As Arkansans began the long Memorial Day weekend, the Trump administration quietly announced that it plans to shutter or outsource all of the nation’s rural Job Corps Civilian Conservation Centers, including one in Ozark, Arkansas, that offers free-of-charge education and vocational training to young men and women between the ages of 16 to 24.
In a statement posted late Friday on the U.S. Department of Labor website, DOL officials said they accepted a letter from the U.S. Department of Agriculture (USDA) stating that the USDA’s Forest Service will withdraw from operating the 28 Job Corps centers across the U.S. Those programs were first established by former President Lyndon Johnson as part of his Great Society plan to help economically disadvantaged youth in selected rural and urban areas across the U.S.
“This action creates an opportunity to serve a greater number of students at higher performing centers at a lower cost to taxpayers by modernizing and reforming part of the Job Corps program,” the Labor Department said in a news release. “The U.S. Department of Labor reviewed the CCCs performance and outcome measurements, internal controls, capacity and proximity, costs, and ongoing needs of each CCC against the overall Job Corps program to determine the best path forward.”

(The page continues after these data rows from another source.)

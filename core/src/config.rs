//! Loader configuration
//!
//! Every tunable the loader core reads lives here. The defaults match the
//! shipped loader; tests shrink the stalls and patience counts.

/// Loader tunables.
#[derive(Debug, Clone, Copy, PartialEq, Eq)]
pub struct LoaderConfig {
    /// Payload file suffix, matched case-insensitively
    pub payload_extension: &'static str,
    /// Candidates kept from one directory listing
    pub max_payloads: usize,
    /// Longest file name considered a payload
    pub max_filename_len: usize,
    /// Password bytes kept after normalization
    pub max_password_len: usize,
    /// Bytes read per load step
    pub load_chunk_len: usize,
    /// Coordinator yield between ticks (microseconds)
    pub tick_stall_us: u64,
    /// Stall between processor scans when starting a thread (microseconds)
    pub start_retry_stall_us: u64,
    /// Ticks with queued work, nothing running and no free processor
    pub start_patience_ticks: u32,
    /// Ticks after every worker finished while progress is still short
    pub settle_patience_ticks: u32,
    /// Work unit slots in the dispatcher
    pub thread_slots: usize,
    /// Loader executable hashed for the handoff hints
    pub loader_path: &'static str,
    /// Marker file identifying the decrypted filesystem
    pub canary_name: &'static str,
}

impl LoaderConfig {
    pub const fn default() -> Self {
        Self {
            payload_extension: ".CROWS",
            max_payloads: 32,
            max_filename_len: 64,
            max_password_len: 32,
            load_chunk_len: 16 * 1024,
            tick_stall_us: 50_000,
            start_retry_stall_us: 5_000,
            start_patience_ticks: 200,
            settle_patience_ticks: 40,
            thread_slots: 64,
            loader_path: "EFI\\BOOT\\BOOTX64.EFI",
            canary_name: "CROWS.CANARY",
        }
    }
}

impl Default for LoaderConfig {
    fn default() -> Self {
        Self::default()
    }
}
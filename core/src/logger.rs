//! Loader log ring
//!
//! `log` records from every crate end up here, tagged with the loader stage
//! that produced them, so the boot UI can show what happened after the fact.
//!
//! # Design
//!
//! - Fixed-size, no heap allocation for the buffer
//! - Overwrites oldest entries when full
//! - Stage derived from the record target (module path)
//! - Safe to log from application processors; the ring is behind a spinlock

use core::fmt::{self, Write};

use log::{Level, LevelFilter, Log, Metadata, Record, SetLoggerError};
use spin::Mutex;

/// Maximum message length in bytes
pub const LOG_MSG_LEN: usize = 96;

/// Number of entries in the ring
pub const LOG_RING_SIZE: usize = 64;

// ═══════════════════════════════════════════════════════════════════════════
// STAGES
// ═══════════════════════════════════════════════════════════════════════════

/// Loader stage a log entry came from.
#[derive(Debug, Clone, Copy, PartialEq, Eq)]
#[repr(u8)]
pub enum Stage {
    /// Processor enumeration
    Mp = 0,
    /// Thread lifecycle
    Thread = 1,
    /// Payload discovery
    Discovery = 2,
    /// Operator selection
    Selection = 3,
    /// Password probe
    Auth = 4,
    /// Work dispatch
    Dispatch = 5,
    /// Spin-wait coordinator
    Spin = 6,
    /// Payload load and decrypt
    Load = 7,
    /// Boot session
    Boot = 8,
    /// Anything else
    Core = 9,
}

impl Stage {
    pub const fn name(&self) -> &'static str {
        match self {
            Self::Mp => "MP",
            Self::Thread => "THRD",
            Self::Discovery => "DISC",
            Self::Selection => "SEL",
            Self::Auth => "AUTH",
            Self::Dispatch => "DISP",
            Self::Spin => "SPIN",
            Self::Load => "LOAD",
            Self::Boot => "BOOT",
            Self::Core => "CORE",
        }
    }

    /// Map a record target (normally the module path) to a stage.
    pub fn from_target(target: &str) -> Self {
        let module = target.rsplit("::").next().unwrap_or(target);
        match module {
            "mp" | "processor" => Self::Mp,
            "thread" => Self::Thread,
            "discovery" => Self::Discovery,
            "selection" => Self::Selection,
            "verify" | "format" => Self::Auth,
            "dispatcher" | "job" => Self::Dispatch,
            "coordinator" | "progress" => Self::Spin,
            "loader" | "crypto" => Self::Load,
            "session" => Self::Boot,
            _ => Self::Core,
        }
    }
}

// ═══════════════════════════════════════════════════════════════════════════
// ENTRIES
// ═══════════════════════════════════════════════════════════════════════════

/// Single log entry in the ring
#[derive(Clone)]
pub struct LogEntry {
    msg: [u8; LOG_MSG_LEN],
    len: u8,
    pub stage: Stage,
    pub level: Level,
}

impl LogEntry {
    const fn empty() -> Self {
        Self {
            msg: [0u8; LOG_MSG_LEN],
            len: 0,
            stage: Stage::Core,
            level: Level::Trace,
        }
    }

    /// Build an entry, truncating `args` to [`LOG_MSG_LEN`] bytes.
    pub fn new(stage: Stage, level: Level, args: fmt::Arguments<'_>) -> Self {
        let mut entry = Self::empty();
        entry.stage = stage;
        entry.level = level;
        let mut cursor = Truncating { entry: &mut entry };
        let _ = cursor.write_fmt(args);
        entry
    }

    pub fn message(&self) -> &str {
        let slice = &self.msg[..self.len as usize];
        match core::str::from_utf8(slice) {
            Ok(msg) => msg,
            // Truncation may split a code point; keep the valid prefix.
            Err(err) => core::str::from_utf8(&slice[..err.valid_up_to()]).unwrap_or(""),
        }
    }

    pub fn is_error(&self) -> bool {
        self.level == Level::Error
    }
}

/// "[STAGE] message", with an ERR/WRN marker for problems.
impl fmt::Display for LogEntry {
    fn fmt(&self, f: &mut fmt::Formatter<'_>) -> fmt::Result {
        let marker = match self.level {
            Level::Error => "ERR ",
            Level::Warn => "WRN ",
            _ => "",
        };
        write!(f, "[{}{}] {}", marker, self.stage.name(), self.message())
    }
}

impl fmt::Debug for LogEntry {
    fn fmt(&self, f: &mut fmt::Formatter<'_>) -> fmt::Result {
        fmt::Display::fmt(self, f)
    }
}

struct Truncating<'a> {
    entry: &'a mut LogEntry,
}

impl Write for Truncating<'_> {
    fn write_str(&mut self, s: &str) -> fmt::Result {
        let pos = self.entry.len as usize;
        let room = LOG_MSG_LEN - pos;
        let take = s.len().min(room);
        self.entry.msg[pos..pos + take].copy_from_slice(&s.as_bytes()[..take]);
        self.entry.len = (pos + take) as u8;
        Ok(())
    }
}

// ═══════════════════════════════════════════════════════════════════════════
// RING
// ═══════════════════════════════════════════════════════════════════════════

/// Overwrite-oldest ring of entries.
pub struct LogRing {
    entries: [LogEntry; LOG_RING_SIZE],
    /// Total entries ever written
    written: usize,
    /// Total entries ever read (or skipped)
    read: usize,
}

impl LogRing {
    pub const fn new() -> Self {
        const EMPTY: LogEntry = LogEntry::empty();
        Self {
            entries: [EMPTY; LOG_RING_SIZE],
            written: 0,
            read: 0,
        }
    }

    pub fn push(&mut self, entry: LogEntry) {
        self.entries[self.written % LOG_RING_SIZE] = entry;
        self.written += 1;
    }

    /// Oldest unread entry. Entries lost to overwrite are skipped.
    pub fn pop(&mut self) -> Option<LogEntry> {
        if self.read >= self.written {
            return None;
        }
        if self.written - self.read > LOG_RING_SIZE {
            self.read = self.written - LOG_RING_SIZE;
        }
        let entry = self.entries[self.read % LOG_RING_SIZE].clone();
        self.read += 1;
        Some(entry)
    }

    pub fn available(&self) -> usize {
        (self.written - self.read).min(LOG_RING_SIZE)
    }

    pub fn total(&self) -> usize {
        self.written
    }

    pub fn clear(&mut self) {
        self.read = self.written;
    }
}

impl Default for LogRing {
    fn default() -> Self {
        Self::new()
    }
}

// ═══════════════════════════════════════════════════════════════════════════
// GLOBAL LOGGER
// ═══════════════════════════════════════════════════════════════════════════

static RING: Mutex<LogRing> = Mutex::new(LogRing::new());

static LOGGER: RingLogger = RingLogger;

/// `log::Log` implementation writing into the global ring.
pub struct RingLogger;

impl Log for RingLogger {
    fn enabled(&self, metadata: &Metadata<'_>) -> bool {
        metadata.level() <= log::max_level()
    }

    fn log(&self, record: &Record<'_>) {
        if !self.enabled(record.metadata()) {
            return;
        }
        let entry = LogEntry::new(
            Stage::from_target(record.target()),
            record.level(),
            *record.args(),
        );
        RING.lock().push(entry);
    }

    fn flush(&self) {}
}

/// Install the ring logger. Only the first call succeeds.
pub fn init(level: LevelFilter) -> Result<(), SetLoggerError> {
    log::set_logger(&LOGGER)?;
    log::set_max_level(level);
    Ok(())
}

/// Pop the oldest entry from the global ring.
pub fn pop() -> Option<LogEntry> {
    RING.lock().pop()
}

/// Entries waiting in the global ring.
pub fn available() -> usize {
    RING.lock().available()
}

/// Drop everything currently in the global ring.
pub fn clear() {
    RING.lock().clear();
}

Based on the administration’s review, the majority of CCC operations will be replaced by new contract operators or a partnership overseen by Department of Labor. Centers with new operators will implement new policies and approaches that will offer students the skills they need to earn an independent living and succeed in meaningful in-demand jobs, officials said.
A Federal Register Notice will propose nine CCCs for deactivation, DOL officials said, including the Cass Job Center in Ozark that offers a tuition-free training and education in such technical areas as advance manufacturing, culinary arts, bricklaying, heavy equipment operations and carpentry.
A voice message at the Cass job training center in the Ozark National Forest said the office was closed for the Memorial Day weekend. The center is located on 35 acres in rural Arkansas along the banks of Fane Creek near the Mulberry Scenic River and the Ozark National Forest. All students in the program live on the Job Corps campus, which includes a dormitory, cafeteria, store and several activity and fitness facilities.
Altogether, the shutdown or restructuring of the rural Job Corps centers nationwide could affect more than 1,100 workers, although there was no information on how many positions at the Cass campus would be impacted.
“Implementation will be done in a way that minimizes impact on students, allowing each student to complete their technical training program or transfer to another center to do so,” said Labor Department officials.
The CCC downsizing will not impact 125 Job Corps offices across the U.S., including the Little Rock office, which offers similar technical training programs for urban teenagers and youth. DOL officials said the administration will seek to increase student access to Job Corps centers with the highest sustained student performance outcomes.
“The Department will continue to ensure student access to the program through a commitment to maintain at least one Job Corps center in each state, the District of Columbia and Puerto Rico,” officials said.
Below are the nine CCC locations slated to be deactivated:
Anaconda CCC in Anaconda, Montana; Blackwell CCC in Laona, Wisconsin; Cass CCC in Ozark, Arkansas; Flatwoods CCC in Coeburn, Virginia; Fort Simcoe CCC in White Swan, Washington; Frenchburg CCC in Frenchburg, Kentucky; Oconaluftee CCC in Cherokee, North Carolina; Pine Knot CCC in Pine Knot, Kentucky; and Timber Lake CCC in Estacada, Oregon.
Sixteen CCCs will continue under a new contract operator or partnership. They include: Angell CCC in Yachats, Oregon; Boxelder CCC in Nemo, South Dakota; Centennial CCC in Nampa, Idaho; Collbran CCC in Collbran, Colorado; Columbia Basin CCC in Moses Lake, Washington; Curlew CCC in Curlew, Washington; Great Onyx CCC in Mammoth Cave, Kentucky; Harpers Ferry CCC in Harpers Ferry, West Virginia; Lyndon Johnson CCC in Franklin, North Carolina; Jacobs Creek CCC in Bristol, Tennessee; Mingo CCC in Puxico, Missouri; Pine Ridge CCC in Chadron, Nebraska; Schenck CCC in Pisgah Forest, North Carolina; Trapper Creek CCC in Darby, Montana; Weber Basin CCC in Ogden, Utah; and Wolf Creek CCC in Glide, Oregon.